▶ **Instructions for the task**
All of the entries need to be repeated exactly. Leave nothing out.

### Data in this exercise ###

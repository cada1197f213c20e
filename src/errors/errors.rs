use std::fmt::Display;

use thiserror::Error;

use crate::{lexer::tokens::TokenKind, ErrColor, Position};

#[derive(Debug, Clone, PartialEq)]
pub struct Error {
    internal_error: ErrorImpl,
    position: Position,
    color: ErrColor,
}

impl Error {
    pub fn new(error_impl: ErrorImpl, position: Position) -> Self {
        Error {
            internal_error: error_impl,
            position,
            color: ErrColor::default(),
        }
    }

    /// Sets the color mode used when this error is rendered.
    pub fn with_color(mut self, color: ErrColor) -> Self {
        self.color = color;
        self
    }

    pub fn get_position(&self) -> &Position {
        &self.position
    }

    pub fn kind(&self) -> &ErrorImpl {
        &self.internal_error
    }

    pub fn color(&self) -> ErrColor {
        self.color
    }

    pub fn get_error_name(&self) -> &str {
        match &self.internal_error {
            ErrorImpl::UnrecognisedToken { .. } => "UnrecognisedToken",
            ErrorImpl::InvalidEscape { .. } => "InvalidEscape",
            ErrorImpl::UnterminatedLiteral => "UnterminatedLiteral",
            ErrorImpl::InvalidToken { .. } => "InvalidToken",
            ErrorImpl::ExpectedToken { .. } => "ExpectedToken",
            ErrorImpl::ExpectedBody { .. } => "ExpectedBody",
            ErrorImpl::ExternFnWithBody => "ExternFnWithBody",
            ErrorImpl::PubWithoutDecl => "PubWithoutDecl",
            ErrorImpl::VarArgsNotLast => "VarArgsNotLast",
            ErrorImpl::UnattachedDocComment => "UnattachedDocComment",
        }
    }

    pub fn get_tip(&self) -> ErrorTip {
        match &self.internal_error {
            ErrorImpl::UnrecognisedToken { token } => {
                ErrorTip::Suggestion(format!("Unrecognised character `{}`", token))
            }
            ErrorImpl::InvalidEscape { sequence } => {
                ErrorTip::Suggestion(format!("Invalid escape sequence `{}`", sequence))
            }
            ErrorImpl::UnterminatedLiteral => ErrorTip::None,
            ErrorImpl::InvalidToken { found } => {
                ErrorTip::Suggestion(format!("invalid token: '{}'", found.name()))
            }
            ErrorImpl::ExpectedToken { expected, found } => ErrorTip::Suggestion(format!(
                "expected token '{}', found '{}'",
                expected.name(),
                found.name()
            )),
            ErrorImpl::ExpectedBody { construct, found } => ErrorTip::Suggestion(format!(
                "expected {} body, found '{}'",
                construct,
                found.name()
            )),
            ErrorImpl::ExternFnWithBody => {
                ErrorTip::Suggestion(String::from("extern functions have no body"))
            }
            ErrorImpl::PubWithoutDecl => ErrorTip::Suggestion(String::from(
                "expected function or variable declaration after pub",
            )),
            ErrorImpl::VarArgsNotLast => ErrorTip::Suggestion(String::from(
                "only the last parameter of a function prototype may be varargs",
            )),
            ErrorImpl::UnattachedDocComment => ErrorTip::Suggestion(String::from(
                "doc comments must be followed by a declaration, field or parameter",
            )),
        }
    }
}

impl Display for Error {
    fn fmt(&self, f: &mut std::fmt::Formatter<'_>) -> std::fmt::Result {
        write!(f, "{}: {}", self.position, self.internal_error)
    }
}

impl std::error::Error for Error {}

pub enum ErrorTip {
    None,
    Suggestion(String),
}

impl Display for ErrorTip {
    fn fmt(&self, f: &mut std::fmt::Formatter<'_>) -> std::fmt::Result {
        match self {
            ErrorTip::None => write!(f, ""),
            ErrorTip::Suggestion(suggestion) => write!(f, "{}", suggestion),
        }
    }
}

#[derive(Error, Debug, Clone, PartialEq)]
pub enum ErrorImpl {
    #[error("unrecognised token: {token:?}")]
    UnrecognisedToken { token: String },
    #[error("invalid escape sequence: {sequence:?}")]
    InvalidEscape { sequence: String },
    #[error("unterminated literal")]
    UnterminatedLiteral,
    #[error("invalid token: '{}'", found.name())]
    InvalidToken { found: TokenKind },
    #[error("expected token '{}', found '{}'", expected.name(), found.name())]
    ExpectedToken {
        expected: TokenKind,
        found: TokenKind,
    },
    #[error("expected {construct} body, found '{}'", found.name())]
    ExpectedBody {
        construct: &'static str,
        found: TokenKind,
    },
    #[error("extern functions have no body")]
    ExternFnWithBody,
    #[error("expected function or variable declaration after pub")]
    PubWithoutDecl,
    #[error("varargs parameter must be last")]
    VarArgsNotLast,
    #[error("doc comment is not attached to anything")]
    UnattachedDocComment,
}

###

▶ **Written answer**
repository cada1197f213c20e
filename src/errors/errors.rs
use std::fmt::Display;

use thiserror::Error;

use crate::{lexer::tokens::TokenKind, ErrColor, Position};

#[derive(Debug, Clone, PartialEq)]
pub struct Error {
    internal_error: ErrorImpl,
    position: Position,
    color: ErrColor,
}

impl Error {
    pub fn new(error_impl: ErrorImpl, position: Position) -> Self {
        Error {
            internal_error: error_impl,
            position,
            color: ErrColor::default(),
        }
    }

    /// Sets the color mode used when this error is rendered.
    pub fn with_color(mut self, color: ErrColor) -> Self {
        self.color = color;
        self
    }

    pub fn get_position(&self) -> &Position {
        &self.position
    }

    pub fn kind(&self) -> &ErrorImpl {
        &self.internal_error
    }

    pub fn color(&self) -> ErrColor {
        self.color
    }

    pub fn get_error_name(&self) -> &str {
        match &self.internal_error {
            ErrorImpl::UnrecognisedToken { .. } => "UnrecognisedToken",
            ErrorImpl::InvalidEscape { .. } => "InvalidEscape",
            ErrorImpl::UnterminatedLiteral => "UnterminatedLiteral",
            ErrorImpl::InvalidToken { .. } => "InvalidToken",
            ErrorImpl::ExpectedToken { .. } => "ExpectedToken",
            ErrorImpl::ExpectedBody { .. } => "ExpectedBody",
            ErrorImpl::ExternFnWithBody => "ExternFnWithBody",
            ErrorImpl::PubWithoutDecl => "PubWithoutDecl",
            ErrorImpl::VarArgsNotLast => "VarArgsNotLast",
            ErrorImpl::UnattachedDocComment => "UnattachedDocComment",
        }
    }

    pub fn get_tip(&self) -> ErrorTip {
        match &self.internal_error {
            ErrorImpl::UnrecognisedToken { token } => {
                ErrorTip::Suggestion(format!("Unrecognised character `{}`", token))
            }
            ErrorImpl::InvalidEscape { sequence } => {
                ErrorTip::Suggestion(format!("Invalid escape sequence `{}`", sequence))
            }
            ErrorImpl::UnterminatedLiteral => ErrorTip::None,
            ErrorImpl::InvalidToken { found } => {
                ErrorTip::Suggestion(format!("invalid token: '{}'", found.name()))
            }
            ErrorImpl::ExpectedToken { expected, found } => ErrorTip::Suggestion(format!(
                "expected token '{}', found '{}'",
                expected.name(),
                found.name()
            )),
            ErrorImpl::ExpectedBody { construct, found } => ErrorTip::Suggestion(format!(
                "expected {} body, found '{}'",
                construct,
                found.name()
            )),
            ErrorImpl::ExternFnWithBody => {
                ErrorTip::Suggestion(String::from("extern functions have no body"))
            }
            ErrorImpl::PubWithoutDecl => ErrorTip::Suggestion(String::from(
                "expected function or variable declaration after pub",
            )),
            ErrorImpl::VarArgsNotLast => ErrorTip::Suggestion(String::from(
                "only the last parameter of a function prototype may be varargs",
            )),
            ErrorImpl::UnattachedDocComment => ErrorTip::Suggestion(String::from(
                "doc comments must be followed by a declaration, field or parameter",
            )),
        }
    }
}

impl Display for Error {
    fn fmt(&self, f: &mut std::fmt::Formatter<'_>) -> std::fmt::Result {
        write!(f, "{}: {}", self.position, self.internal_error)
    }
}

impl std::error::Error for Error {}

pub enum ErrorTip {
    None,
    Suggestion(String),
}

impl Display for ErrorTip {
    fn fmt(&self, f: &mut std::fmt::Formatter<'_>) -> std::fmt::Result {
        match self {
            ErrorTip::None => write!(f, ""),
            ErrorTip::Suggestion(suggestion) => write!(f, "{}", suggestion),
        }
    }
}

#[derive(Error, Debug, Clone, PartialEq)]
pub enum ErrorImpl {
    #[error("unrecognised token: {token:?}")]
    UnrecognisedToken { token: String },
    #[error("invalid escape sequence: {sequence:?}")]
    InvalidEscape { sequence: String },
    #[error("unterminated literal")]
    UnterminatedLiteral,
    #[error("invalid token: '{}'", found.name())]
    InvalidToken { found: TokenKind },
    #[error("expected token '{}', found '{}'", expected.name(), found.name())]
    ExpectedToken {
        expected: TokenKind,
        found: TokenKind,
    },
    #[error("expected {construct} body, found '{}'", found.name())]
    ExpectedBody {
        construct: &'static str,
        found: TokenKind,
    },
    #[error("extern functions have no body")]
    ExternFnWithBody,
    #[error("expected function or variable declaration after pub")]
    PubWithoutDecl,
    #[error("varargs parameter must be last")]
    VarArgsNotLast,
    #[error("doc comment is not attached to anything")]
    UnattachedDocComment,
}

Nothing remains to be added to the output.